Stored data:
○ ○ ○ ○ ○ ○ ○
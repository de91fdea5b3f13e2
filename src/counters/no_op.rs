//! Counter used when flow control is disabled.

use std::sync::{Arc, OnceLock};

use super::ObjectCounter;

/// Process-wide no-op counter instance.
pub static NO_OP_OBJECT_COUNTER: NoOpObjectCounter = NoOpObjectCounter;

static SHARED: OnceLock<Arc<NoOpObjectCounter>> = OnceLock::new();

/// Accepts every call and does nothing.
///
/// Lets pipeline code call a counter unconditionally without special-casing
/// disabled flow control. `count` always reports [`NoOpObjectCounter::COUNT`].
#[derive(Debug, Clone, Copy, Default, PartialEq, Eq)]
pub struct NoOpObjectCounter;

impl NoOpObjectCounter {
    /// Sentinel count signalling that counting is disabled
    pub const COUNT: i64 = -1;

    /// The shared instance
    pub fn instance() -> &'static NoOpObjectCounter {
        &NO_OP_OBJECT_COUNTER
    }

    /// The shared instance, as a trait object handle for counter composition
    pub fn shared() -> Arc<dyn ObjectCounter> {
        SHARED.get_or_init(|| Arc::new(NoOpObjectCounter)).clone()
    }
}

impl ObjectCounter for NoOpObjectCounter {
    fn on_ramp(&self) {}

    fn attempt_on_ramp(&self) -> bool {
        true
    }

    fn force_on_ramp(&self) {}

    fn off_ramp(&self) {}

    fn count(&self) -> i64 {
        Self::COUNT
    }

    fn wait_until_empty(&self) {}
}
○ ○ ○ ○ ○ ○ ○
_Aim of the task_
For this exercise, return every line from the data that holds the string "OnceLock".

_Reply to the task_
use std::sync::{Arc, OnceLock};
static SHARED: OnceLock<Arc<NoOpObjectCounter>> = OnceLock::new();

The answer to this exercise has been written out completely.